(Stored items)
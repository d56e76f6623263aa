//! Scoped local caching.
//!
//! A [`LocalOverlay`] sits in front of a store and, while a scope is open,
//! remembers what it has read, written and deleted so that repeated lookups in
//! the same unit of work skip the backend. See [`scope`] for how scopes are
//! opened and closed.

mod local_cache;
mod overlay;
pub mod scope;

pub use local_cache::LocalCache;
pub use overlay::LocalOverlay;
pub use scope::{ScopeGuard, ScopeId};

THE TASK »
Please return exactly the lines that run from the line with "how scopes are" through the end of the records above, both included, and nothing more.

EXERCISE OUTPUT »
//! the same unit of work skip the backend. See [`scope`] for how scopes are
//! opened and closed.

mod local_cache;
mod overlay;
pub mod scope;

pub use local_cache::LocalCache;
pub use overlay::LocalOverlay;
pub use scope::{ScopeGuard, ScopeId};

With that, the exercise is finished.